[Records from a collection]
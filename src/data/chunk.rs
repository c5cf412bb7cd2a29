//! `{magic, size}` chunk envelopes.
//!
//! `size` counts the 8-byte header plus the payload. Loading always leaves the
//! cursor at the declared end of the chunk, however much of the payload the
//! parser understood; saving patches the size once the payload is written.

use tracing::{trace, warn};

use crate::data::Magic;
use crate::data::context::SaveContext;
use crate::data::cursor::Reader;
use crate::error::{CgfxError, CgfxResult, fail};

pub const CHUNK_HEADER_SIZE: u32 = 8;

#[derive(Debug, Clone, Copy, PartialEq, Eq)]
pub struct ChunkHeader {
    pub magic: Magic,
    /// Absolute position of the magic.
    pub start: u32,
    pub size: u32,
}

impl ChunkHeader {
    pub fn end(&self) -> u32 {
        self.start + self.size
    }

    pub fn payload_len(&self) -> u32 {
        self.size - CHUNK_HEADER_SIZE
    }
}

/// Read a chunk header, hand the payload to `parse`, then seek to the chunk's declared end.
pub fn load_chunk<'a, T>(
    reader: &mut Reader<'a>,
    parse: impl FnOnce(&mut Reader<'a>, &ChunkHeader) -> CgfxResult<T>,
) -> CgfxResult<T> {
    let start = reader.position();
    let magic = reader.read_magic()?;
    let size = reader.read_u32()?;
    let fits = start
        .checked_add(size)
        .is_some_and(|end| end <= reader.len());
    if size < CHUNK_HEADER_SIZE || !fits {
        return fail(CgfxError::InvalidChunkSize {
            magic,
            offset: start,
            size,
        });
    }
    let header = ChunkHeader { magic, start, size };
    trace!(
        position = format_args!("0x{start:04X}"),
        depth = reader.depth(),
        %magic,
        size,
        "load chunk"
    );

    let value = parse(reader, &header)?;

    let consumed = reader.position();
    if consumed > header.end() {
        warn!(%magic, start, consumed, end = header.end(), "chunk parser read past the chunk end");
    }
    reader.seek(header.end())?;
    Ok(value)
}

/// Like [`load_chunk`], but first checks the chunk's magic.
pub fn load_chunk_expecting<'a, T>(
    reader: &mut Reader<'a>,
    expected: Magic,
    parse: impl FnOnce(&mut Reader<'a>, &ChunkHeader) -> CgfxResult<T>,
) -> CgfxResult<T> {
    let offset = reader.position();
    let actual = reader.peek_magic()?;
    if actual != expected {
        return fail(CgfxError::BadMagic {
            offset,
            expected,
            actual,
        });
    }
    load_chunk(reader, parse)
}

/// Write `magic` and a size placeholder, run `write` for the payload, then
/// patch the size. Returns the final chunk size.
pub fn save_chunk<'a>(
    ctx: &mut SaveContext<'a>,
    magic: Magic,
    write: impl FnOnce(&mut SaveContext<'a>) -> CgfxResult<()>,
) -> CgfxResult<u32> {
    let start = ctx.position();
    trace!(
        position = format_args!("0x{start:04X}"),
        depth = ctx.writer.depth(),
        %magic,
        "save chunk"
    );
    ctx.writer.write_magic(magic)?;
    ctx.writer.write_u32(0)?;

    write(ctx)?;

    let size = ctx.position() - start;
    ctx.writer.at(start + 4, |w| w.write_u32(size))?;
    Ok(size)
}

/// A chunk whose magic is not understood, kept verbatim.
#[derive(Debug, Clone, PartialEq, Eq)]
#[cfg_attr(feature = "serde", derive(serde::Serialize))]
pub struct RawChunk {
    pub magic: Magic,
    pub data: Vec<u8>,
}

impl RawChunk {
    pub fn load(reader: &mut Reader<'_>) -> CgfxResult<Self> {
        load_chunk(reader, |r, header| {
            let data = r.read_bytes(header.payload_len() as usize)?.to_vec();
            Ok(RawChunk {
                magic: header.magic,
                data,
            })
        })
    }

    pub fn save<'a>(&'a self, ctx: &mut SaveContext<'a>) -> CgfxResult<()> {
        save_chunk(ctx, self.magic, |ctx| ctx.writer.write_bytes(&self.data))?;
        Ok(())
    }
}

#[cfg(test)]
mod tests {
    use super::*;
    use crate::data::Endianness;
    use crate::options::SaveOptions;

    #[test]
    fn saved_size_matches_stream() {
        let mut ctx = SaveContext::new(Endianness::Little, &SaveOptions::default());
        ctx.writer.write_u32(0xAAAA_AAAA).unwrap();
        let size = save_chunk(&mut ctx, Magic::new(b"TEST"), |ctx| {
            ctx.writer.write_bytes(&[1, 2, 3, 4, 5])
        })
        .unwrap();
        assert_eq!(size, 13);
        assert_eq!(ctx.position(), 17);

        let data = ctx.finish().unwrap();
        assert_eq!(&data[4..8], b"TEST");
        assert_eq!(&data[8..12], &13u32.to_le_bytes());
        assert_eq!(data.len() as u32 - 4, size);
    }

    #[test]
    fn load_skips_unparsed_payload() {
        let mut data = Vec::new();
        data.extend_from_slice(b"ABCD");
        data.extend_from_slice(&16u32.to_le_bytes());
        data.extend_from_slice(&[9; 8]);
        data.extend_from_slice(b"NEXT");

        let mut r = Reader::new(&data).unwrap();
        let first = load_chunk(&mut r, |r, header| {
            assert_eq!(header.payload_len(), 8);
            r.read_u8()
        })
        .unwrap();
        assert_eq!(first, 9);
        assert_eq!(r.position(), 16);
        assert_eq!(r.read_magic().unwrap(), Magic::new(b"NEXT"));
    }

    #[test]
    fn oversized_chunk_is_rejected() {
        let mut data = Vec::new();
        data.extend_from_slice(b"ABCD");
        data.extend_from_slice(&64u32.to_le_bytes());
        let mut r = Reader::new(&data).unwrap();
        let err = RawChunk::load(&mut r).unwrap_err();
        assert!(matches!(
            err.current_context(),
            CgfxError::InvalidChunkSize { size: 64, .. }
        ));
    }

    #[test]
    fn raw_chunk_round_trips() {
        let mut data = Vec::new();
        data.extend_from_slice(b"\x00\x00\x00\x00");
        data.extend_from_slice(b"MISC");
        data.extend_from_slice(&11u32.to_le_bytes());
        data.extend_from_slice(b"xyz");

        let mut r = Reader::new(&data).unwrap();
        r.seek(4).unwrap();
        let chunk = RawChunk::load(&mut r).unwrap();
        assert_eq!(chunk.data, b"xyz");

        let mut ctx = SaveContext::new(Endianness::Little, &SaveOptions::default());
        ctx.writer.write_u32(0).unwrap();
        chunk.save(&mut ctx).unwrap();
        assert_eq!(ctx.finish().unwrap(), data);
    }

    #[test]
    fn wrong_magic_is_reported() {
        let mut data = Vec::new();
        data.extend_from_slice(b"ABCD");
        data.extend_from_slice(&8u32.to_le_bytes());
        let mut r = Reader::new(&data).unwrap();
        let err = load_chunk_expecting(&mut r, Magic::DICT, |_, _| Ok(())).unwrap_err();
        assert!(matches!(
            err.current_context(),
            CgfxError::BadMagic { offset: 0, .. }
        ));
    }
}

▶ [What is being asked] Quote, word for word, every line from the top of the entries through the line that holds "end <= reader.len());".

▶ [Task output]
filename src/data/chunk.rs
repository c5cf412bb7cd2a29
//! `{magic, size}` chunk envelopes.
//!
//! `size` counts the 8-byte header plus the payload. Loading always leaves the
//! cursor at the declared end of the chunk, however much of the payload the
//! parser understood; saving patches the size once the payload is written.

use tracing::{trace, warn};

use crate::data::Magic;
use crate::data::context::SaveContext;
use crate::data::cursor::Reader;
use crate::error::{CgfxError, CgfxResult, fail};

pub const CHUNK_HEADER_SIZE: u32 = 8;

#[derive(Debug, Clone, Copy, PartialEq, Eq)]
pub struct ChunkHeader {
    pub magic: Magic,
    /// Absolute position of the magic.
    pub start: u32,
    pub size: u32,
}

impl ChunkHeader {
    pub fn end(&self) -> u32 {
        self.start + self.size
    }

    pub fn payload_len(&self) -> u32 {
        self.size - CHUNK_HEADER_SIZE
    }
}

/// Read a chunk header, hand the payload to `parse`, then seek to the chunk's declared end.
pub fn load_chunk<'a, T>(
    reader: &mut Reader<'a>,
    parse: impl FnOnce(&mut Reader<'a>, &ChunkHeader) -> CgfxResult<T>,
) -> CgfxResult<T> {
    let start = reader.position();
    let magic = reader.read_magic()?;
    let size = reader.read_u32()?;
    let fits = start
        .checked_add(size)
        .is_some_and(|end| end <= reader.len());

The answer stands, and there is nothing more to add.